**EXERCISE:** Search the listing for the word "substitution" and say how many lines have it, nothing besides.

**RECORDS TO USE:**
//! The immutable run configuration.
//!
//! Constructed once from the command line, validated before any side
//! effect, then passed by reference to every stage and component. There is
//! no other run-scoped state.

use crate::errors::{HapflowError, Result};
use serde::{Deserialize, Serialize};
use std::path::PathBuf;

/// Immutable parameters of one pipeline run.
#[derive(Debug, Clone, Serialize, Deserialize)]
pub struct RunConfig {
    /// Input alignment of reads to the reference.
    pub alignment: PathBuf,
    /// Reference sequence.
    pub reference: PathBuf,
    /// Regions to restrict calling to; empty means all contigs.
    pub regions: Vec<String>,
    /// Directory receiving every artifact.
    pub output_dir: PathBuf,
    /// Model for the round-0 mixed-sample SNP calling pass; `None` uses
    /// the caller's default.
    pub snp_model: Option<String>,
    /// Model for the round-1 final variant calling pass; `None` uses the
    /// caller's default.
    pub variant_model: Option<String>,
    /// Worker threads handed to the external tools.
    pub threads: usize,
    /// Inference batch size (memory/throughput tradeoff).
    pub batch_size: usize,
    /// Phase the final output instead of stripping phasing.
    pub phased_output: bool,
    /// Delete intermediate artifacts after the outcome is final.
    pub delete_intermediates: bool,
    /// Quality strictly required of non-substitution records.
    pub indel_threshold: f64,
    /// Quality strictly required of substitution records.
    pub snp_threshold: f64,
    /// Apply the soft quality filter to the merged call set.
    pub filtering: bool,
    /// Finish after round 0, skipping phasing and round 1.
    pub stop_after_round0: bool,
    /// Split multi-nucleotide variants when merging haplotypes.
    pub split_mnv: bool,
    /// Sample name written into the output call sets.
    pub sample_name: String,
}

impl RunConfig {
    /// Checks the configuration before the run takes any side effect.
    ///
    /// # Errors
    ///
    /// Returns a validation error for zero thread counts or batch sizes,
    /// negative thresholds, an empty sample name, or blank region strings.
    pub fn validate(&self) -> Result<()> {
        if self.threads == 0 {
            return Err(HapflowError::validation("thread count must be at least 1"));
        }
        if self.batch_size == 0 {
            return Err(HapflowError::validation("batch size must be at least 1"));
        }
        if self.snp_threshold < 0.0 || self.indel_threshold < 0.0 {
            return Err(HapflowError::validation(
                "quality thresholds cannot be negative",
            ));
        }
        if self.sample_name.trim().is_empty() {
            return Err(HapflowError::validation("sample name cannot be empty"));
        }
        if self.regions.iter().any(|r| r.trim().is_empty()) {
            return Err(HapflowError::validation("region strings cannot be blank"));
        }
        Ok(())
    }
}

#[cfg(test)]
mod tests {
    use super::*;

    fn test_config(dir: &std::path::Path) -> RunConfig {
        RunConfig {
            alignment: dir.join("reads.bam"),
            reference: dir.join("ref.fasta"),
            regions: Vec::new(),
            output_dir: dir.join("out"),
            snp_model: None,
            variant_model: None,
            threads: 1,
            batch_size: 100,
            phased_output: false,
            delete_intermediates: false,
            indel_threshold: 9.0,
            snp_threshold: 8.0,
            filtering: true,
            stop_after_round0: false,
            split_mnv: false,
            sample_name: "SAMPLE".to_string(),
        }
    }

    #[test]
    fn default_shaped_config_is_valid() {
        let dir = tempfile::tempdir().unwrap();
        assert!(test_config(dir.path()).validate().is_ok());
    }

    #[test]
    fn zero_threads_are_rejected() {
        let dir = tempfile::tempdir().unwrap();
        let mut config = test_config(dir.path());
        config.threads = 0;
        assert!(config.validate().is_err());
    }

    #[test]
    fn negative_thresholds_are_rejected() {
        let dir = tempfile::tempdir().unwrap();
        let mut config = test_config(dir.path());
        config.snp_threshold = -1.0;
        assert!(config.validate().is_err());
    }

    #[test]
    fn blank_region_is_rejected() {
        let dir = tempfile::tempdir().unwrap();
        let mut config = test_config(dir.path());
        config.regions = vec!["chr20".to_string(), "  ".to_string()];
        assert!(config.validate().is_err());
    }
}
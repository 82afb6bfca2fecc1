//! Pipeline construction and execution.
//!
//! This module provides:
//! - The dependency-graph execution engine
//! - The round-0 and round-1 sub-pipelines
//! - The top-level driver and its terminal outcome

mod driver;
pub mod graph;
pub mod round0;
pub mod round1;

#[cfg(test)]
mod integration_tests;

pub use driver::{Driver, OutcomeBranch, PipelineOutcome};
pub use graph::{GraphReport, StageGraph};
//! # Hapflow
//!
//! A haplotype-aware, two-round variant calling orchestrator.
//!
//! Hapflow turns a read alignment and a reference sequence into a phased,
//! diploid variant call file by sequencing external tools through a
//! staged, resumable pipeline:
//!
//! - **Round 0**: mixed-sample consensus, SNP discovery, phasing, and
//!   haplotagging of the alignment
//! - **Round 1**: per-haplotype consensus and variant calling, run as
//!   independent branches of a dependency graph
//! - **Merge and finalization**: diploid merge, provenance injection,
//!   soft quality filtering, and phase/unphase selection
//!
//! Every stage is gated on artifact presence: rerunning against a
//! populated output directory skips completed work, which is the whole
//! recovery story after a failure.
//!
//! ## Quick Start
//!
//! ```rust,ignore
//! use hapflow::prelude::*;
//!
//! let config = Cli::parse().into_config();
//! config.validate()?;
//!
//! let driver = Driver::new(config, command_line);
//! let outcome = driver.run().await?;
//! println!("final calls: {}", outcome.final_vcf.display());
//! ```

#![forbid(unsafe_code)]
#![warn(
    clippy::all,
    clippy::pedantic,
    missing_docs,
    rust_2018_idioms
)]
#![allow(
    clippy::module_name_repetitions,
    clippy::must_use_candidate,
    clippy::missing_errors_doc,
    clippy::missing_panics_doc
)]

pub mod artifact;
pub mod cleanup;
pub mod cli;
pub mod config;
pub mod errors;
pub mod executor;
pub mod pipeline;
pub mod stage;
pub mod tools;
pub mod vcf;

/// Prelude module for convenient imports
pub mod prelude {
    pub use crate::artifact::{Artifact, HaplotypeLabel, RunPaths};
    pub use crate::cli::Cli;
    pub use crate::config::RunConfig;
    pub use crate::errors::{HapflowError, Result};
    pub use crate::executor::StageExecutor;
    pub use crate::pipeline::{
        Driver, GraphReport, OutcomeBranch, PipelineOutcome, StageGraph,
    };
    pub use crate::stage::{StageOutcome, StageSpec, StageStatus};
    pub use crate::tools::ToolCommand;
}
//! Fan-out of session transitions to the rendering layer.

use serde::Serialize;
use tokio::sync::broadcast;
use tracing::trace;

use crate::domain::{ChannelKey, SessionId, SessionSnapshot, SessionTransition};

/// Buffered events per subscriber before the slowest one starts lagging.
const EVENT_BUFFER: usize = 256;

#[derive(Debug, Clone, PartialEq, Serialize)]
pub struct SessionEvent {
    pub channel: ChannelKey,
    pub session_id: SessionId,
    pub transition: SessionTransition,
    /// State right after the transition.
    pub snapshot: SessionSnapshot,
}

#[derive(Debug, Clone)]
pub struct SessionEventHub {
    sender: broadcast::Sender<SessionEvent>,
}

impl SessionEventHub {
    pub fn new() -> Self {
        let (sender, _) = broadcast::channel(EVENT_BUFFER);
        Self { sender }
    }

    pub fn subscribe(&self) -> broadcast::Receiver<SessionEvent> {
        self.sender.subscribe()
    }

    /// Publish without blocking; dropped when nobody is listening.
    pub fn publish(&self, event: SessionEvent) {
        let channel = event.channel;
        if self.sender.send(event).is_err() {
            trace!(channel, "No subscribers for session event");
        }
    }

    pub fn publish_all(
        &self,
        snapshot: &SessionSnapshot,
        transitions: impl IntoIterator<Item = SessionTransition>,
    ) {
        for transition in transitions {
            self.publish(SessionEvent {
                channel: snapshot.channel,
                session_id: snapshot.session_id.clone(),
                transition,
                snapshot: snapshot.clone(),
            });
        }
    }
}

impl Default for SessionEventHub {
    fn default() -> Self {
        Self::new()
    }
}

**TASK RESPONSE:** 2